3. The method according to claim 1, wherein said step of identifying a data area is performed manually and said step of identifying dimensions is performed automatically, based on said manual identification of a data area.

4. The method according to claim 1, wherein said dimensions comprise at least one parameters area, at least one rows area and at least one columns area.

5. The method according to claim 4, wherein said at least one rows area comprises a plurality of rows areas, whereby a hierarchy is automatically deduced.

6. The method according to claim 5, wherein said automatic deduction of hierarchy is based on the distance of said rows areas from the data area.

7. The method according to claim 4, wherein said at least one columns area comprises a plurality of columns areas, whereby a hierarchy is automatically deduced.

8. The method according to claim 7, wherein said automatic deduction of hierarchy is based on the distance of said columns areas from the data area.

9. The method according to claim 1, wherein empty cells of a dimension are filled automatically.

10. The method according to claim 9, wherein said empty dimension cells are automatically filled according to one of nearest neighbor, first non-empty cell to the left and color barrier.

11. The method of claim 1, wherein said database tables represent a star schema.

12. The method according to claim 1, additionally comprising the step of modifying at least one of said dimensions and said data, wherein said modification automatically updates said database.

13. The method according to claim 12, wherein said modification comprises at least one of the group consisting of: modifying a region extent, modifying a region name and modifying a data item value.

14. A system for creating a relational database schema from data represented in a matrix representation, comprising:

means for identifying dimensions of the matrix, said dimensions describing a multi-dimensional space;

means for identifying hierarchies within said dimensions;

means for identifying at least one data area of the matrix;

means for calculating a set of coordinates within said multi-dimensional space for each data member in each said data areas; and

means for mapping said dimensions into database tables.

15. The system according to claim 14, wherein said means for identifying dimensions are user interface means.

16. The system according to claim 14, wherein said means for identifying a data area are user interface means.

17. The system according to claim 14, wherein said dimensions comprise one or more parameters areas, one or more rows areas and one or more columns areas.

18. The system according to claim 14, additionally comprising means for automatically filling empty cells of a dimension.

19. The system according to claim 14, wherein said database tables represent a star schema.

20. The system according to claim 14, additionally comprising means for modifying at least one of said dimensions and said data, wherein said modification automatically updates said database.
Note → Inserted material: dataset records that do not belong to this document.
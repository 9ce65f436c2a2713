use clap::{Parser, Subcommand, ValueEnum};
use std::path::PathBuf;

use contrast_audit::TargetLevel;

#[derive(Debug, Parser)]
#[command(name = "contrast-audit", version, about = "WCAG color-contrast audits for rendered pages")]
pub struct Args {
    /// JSON audit configuration.
    #[arg(long, global = true, env = "CONTRAST_AUDIT_CONFIG")]
    pub config: Option<PathBuf>,

    /// Level to gate against; overrides the config file.
    #[arg(long, global = true, value_enum)]
    pub target: Option<TargetChoice>,

    #[command(subcommand)]
    pub command: Command,
}

#[derive(Debug, Subcommand)]
pub enum Command {
    /// Audit renderer dumps (element descriptors as JSON).
    Audit {
        #[arg(required = true)]
        snapshots: Vec<PathBuf>,
        #[arg(long, value_enum, default_value_t = Format::Json)]
        format: Format,
        /// Drop elements whose bounding box has no area.
        #[arg(long, default_value_t = false)]
        skip_zero_area: bool,
        /// Ask the advisory service to explain each violation (text format).
        #[arg(long, default_value_t = false)]
        explain: bool,
    },
    /// Render a worker's serialized audit result as a violation report.
    Report {
        /// Path to the result JSON, or `-` for stdin.
        input: PathBuf,
        #[arg(long, default_value_t = false)]
        explain: bool,
    },
    /// Contrast ratio and level for one color pair.
    Check {
        foreground: String,
        background: String,
        #[arg(long, default_value = "16px")]
        font_size: String,
    },
    /// Darkest gray reaching a ratio on a background.
    Suggest {
        background: String,
        #[arg(long, default_value_t = 4.5)]
        ratio: f64,
    },
}

#[derive(Debug, Clone, Copy, PartialEq, Eq, ValueEnum)]
pub enum Format {
    Json,
    Text,
}

#[derive(Debug, Clone, Copy, ValueEnum)]
pub enum TargetChoice {
    Aa,
    Aaa,
}

impl From<TargetChoice> for TargetLevel {
    fn from(value: TargetChoice) -> Self {
        match value {
            TargetChoice::Aa => TargetLevel::Aa,
            TargetChoice::Aaa => TargetLevel::Aaa,
        }
    }
}
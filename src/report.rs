//! Serialized audit results and the human-readable violation report.
//!
//! [`AuditOutcome`] is the record a rendering worker writes for the reporting
//! side: either a completed report or an explicit failure. Field names and
//! number formatting follow the worker's JSON so either side can be replaced.

use serde::{Deserialize, Serialize, Serializer};

use crate::advisory::{explain_or_fallback, Advisor, ExplainRequest};
use crate::config::AuditConfig;
use crate::math::color_parse::parse_color;
use crate::math::hex::rgb_to_hex;
use crate::math::suggest::suggest_color;
use crate::types::{AuditSummary, Violation};

#[derive(Debug, Clone, PartialEq, Serialize, Deserialize)]
pub struct AuditReport {
    pub total_elements: usize,
    pub failed_elements: Vec<FailedElement>,
    #[serde(default, skip_serializing_if = "Option::is_none")]
    pub screenshot: Option<String>,
}

#[derive(Debug, Clone, PartialEq, Serialize, Deserialize)]
pub struct FailedElement {
    #[serde(default, skip_serializing_if = "Option::is_none")]
    pub id: Option<usize>,
    pub text: String,
    pub color: String,
    pub background: String,
    #[serde(rename = "fontSize")]
    pub font_size: String,
    /// Rounded to two decimals.
    #[serde(serialize_with = "js_number")]
    pub contrast: f64,
    #[serde(serialize_with = "js_number")]
    pub required: f64,
    pub level: String,
    #[serde(serialize_with = "js_number")]
    pub x: f64,
    #[serde(serialize_with = "js_number")]
    pub y: f64,
    #[serde(serialize_with = "js_number")]
    pub w: f64,
    #[serde(serialize_with = "js_number")]
    pub h: f64,
}

/// An audit that could not complete. `total_elements` is always 0.
#[derive(Debug, Clone, PartialEq, Serialize, Deserialize)]
pub struct AuditFailure {
    pub error: String,
    #[serde(default)]
    pub total_elements: usize,
}

impl AuditFailure {
    pub fn new(error: impl Into<String>) -> Self {
        Self {
            error: error.into(),
            total_elements: 0,
        }
    }
}

#[derive(Debug, Clone, PartialEq, Serialize, Deserialize)]
#[serde(untagged)]
pub enum AuditOutcome {
    Completed(AuditReport),
    Failed(AuditFailure),
}

impl AuditOutcome {
    pub fn is_failure(&self) -> bool {
        matches!(self, AuditOutcome::Failed(_))
    }
}

/// Integral values print without a fraction (`3`, not `3.0`).
fn js_number<S: Serializer>(value: &f64, serializer: S) -> Result<S::Ok, S::Error> {
    const MAX_SAFE_INTEGER: f64 = 9_007_199_254_740_991.0;
    if value.is_finite() && value.fract() == 0.0 && value.abs() <= MAX_SAFE_INTEGER {
        serializer.serialize_i64(*value as i64)
    } else {
        serializer.serialize_f64(*value)
    }
}

pub fn round2(value: f64) -> f64 {
    (value * 100.0).round() / 100.0
}

impl From<&Violation> for FailedElement {
    fn from(v: &Violation) -> Self {
        let el = &v.element;
        FailedElement {
            id: el.index,
            text: el.text.clone(),
            color: el.color_css.clone(),
            background: el.background_css.clone(),
            font_size: el.font_size_css.clone(),
            contrast: round2(v.result.ratio),
            required: v.result.required,
            level: v.label.clone(),
            x: el.bounds.x,
            y: el.bounds.y,
            w: el.bounds.width,
            h: el.bounds.height,
        }
    }
}

impl AuditReport {
    pub fn from_summary(summary: &AuditSummary, screenshot: Option<String>) -> Self {
        AuditReport {
            total_elements: summary.total,
            failed_elements: summary.violations.iter().map(FailedElement::from).collect(),
            screenshot,
        }
    }

    pub fn pass_ratio(&self) -> f64 {
        crate::scoring::pass_ratio(self.total_elements, self.failed_elements.len())
    }

    pub fn stars(&self) -> u8 {
        crate::scoring::star_rating(self.pass_ratio())
    }
}

/// One line of the violation table.
#[derive(Debug, Clone, PartialEq)]
pub struct ReportRow {
    pub text: String,
    pub contrast: f64,
    /// Suggested foreground as `#RRGGBB`, or `-` when the background did not parse.
    pub fix: String,
    pub advice: Option<String>,
}

/// Truncate to `limit` characters for display.
pub fn display_text(text: &str, limit: usize) -> String {
    text.chars().take(limit).collect()
}

/// Table rows for a worker's report. Fixes are recomputed from each
/// element's background; advice is requested only when an advisor is given.
pub fn build_rows(report: &AuditReport, config: &AuditConfig, advisor: Option<&dyn Advisor>) -> Vec<ReportRow> {
    report
        .failed_elements
        .iter()
        .map(|failed| {
            let fix = parse_color(&failed.background)
                .map(|bg| rgb_to_hex(suggest_color(bg, failed.required)))
                .unwrap_or_else(|| "-".to_string());
            let advice = advisor.map(|advisor| {
                explain_or_fallback(
                    advisor,
                    &ExplainRequest {
                        text: &failed.text,
                        foreground: &failed.color,
                        background: &failed.background,
                        ratio: failed.contrast,
                        target: config.target,
                    },
                )
            });
            ReportRow {
                text: display_text(&failed.text, config.display_text_limit),
                contrast: failed.contrast,
                fix,
                advice,
            }
        })
        .collect()
}

/// Plain-text rendering: compliance, rating, then the violation table.
pub fn render_text(report: &AuditReport, rows: &[ReportRow]) -> String {
    let mut out = String::new();
    out.push_str(&format!("Compliance: {:.1}%\n", report.pass_ratio() * 100.0));
    out.push_str(&format!("Rating: {}\n", "⭐".repeat(report.stars() as usize)));
    out.push_str(&format!(
        "Elements: {} audited, {} failing\n",
        report.total_elements,
        report.failed_elements.len()
    ));
    if let Some(shot) = &report.screenshot {
        out.push_str(&format!("Screenshot: {shot}\n"));
    }
    if rows.is_empty() {
        return out;
    }

    let with_advice = rows.iter().any(|r| r.advice.is_some());
    let mut header = vec!["Text".to_string(), "Contrast".to_string(), "Fix".to_string()];
    if with_advice {
        header.push("AI Advice".to_string());
    }
    let body: Vec<Vec<String>> = rows
        .iter()
        .map(|r| {
            let mut cells = vec![r.text.clone(), format!("{:.2}", r.contrast), r.fix.clone()];
            if with_advice {
                cells.push(r.advice.as_deref().unwrap_or("").replace('\n', " "));
            }
            cells
        })
        .collect();

    let widths: Vec<usize> = (0..header.len())
        .map(|col| {
            std::iter::once(&header)
                .chain(body.iter())
                .map(|cells| cells[col].chars().count())
                .max()
                .unwrap_or(0)
        })
        .collect();

    out.push_str("\nViolation Report\n");
    for cells in std::iter::once(&header).chain(body.iter()) {
        let line: Vec<String> = cells
            .iter()
            .zip(&widths)
            .map(|(cell, &w)| format!("{cell:<w$}"))
            .collect();
        out.push_str(line.join(" | ").trim_end());
        out.push('\n');
    }
    out
}
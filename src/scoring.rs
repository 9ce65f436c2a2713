use crate::types::{AuditSummary, Violation};

/// Share of candidate elements that passed. A page with no candidates
/// scores 0: the denominator is `max(total, 1)`, so an empty page is not
/// reported as fully compliant.
pub fn pass_ratio(total: usize, failed: usize) -> f64 {
    total.saturating_sub(failed) as f64 / total.max(1) as f64
}

/// 1-5 stars for a pass ratio.
pub fn star_rating(pass_ratio: f64) -> u8 {
    if pass_ratio >= 0.95 {
        5
    } else if pass_ratio >= 0.85 {
        4
    } else if pass_ratio >= 0.70 {
        3
    } else if pass_ratio >= 0.50 {
        2
    } else {
        1
    }
}

pub fn summarize(total: usize, violations: Vec<Violation>) -> AuditSummary {
    let pass_ratio = pass_ratio(total, violations.len());
    AuditSummary {
        total,
        violations,
        pass_ratio,
        stars: star_rating(pass_ratio),
    }
}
21. The system according to claim 20, wherein said modification means comprise at least one of the group consisting of: means for modifying a region extent, means for modifying a region name and means for modifying a data item value.

22. A computer-readable medium having computer-executable instructions stored thereon which, when executed by a computer, will cause the computer to perform the method of claim 1.

23. A computer-controlled apparatus capable of performing the method of claim 1.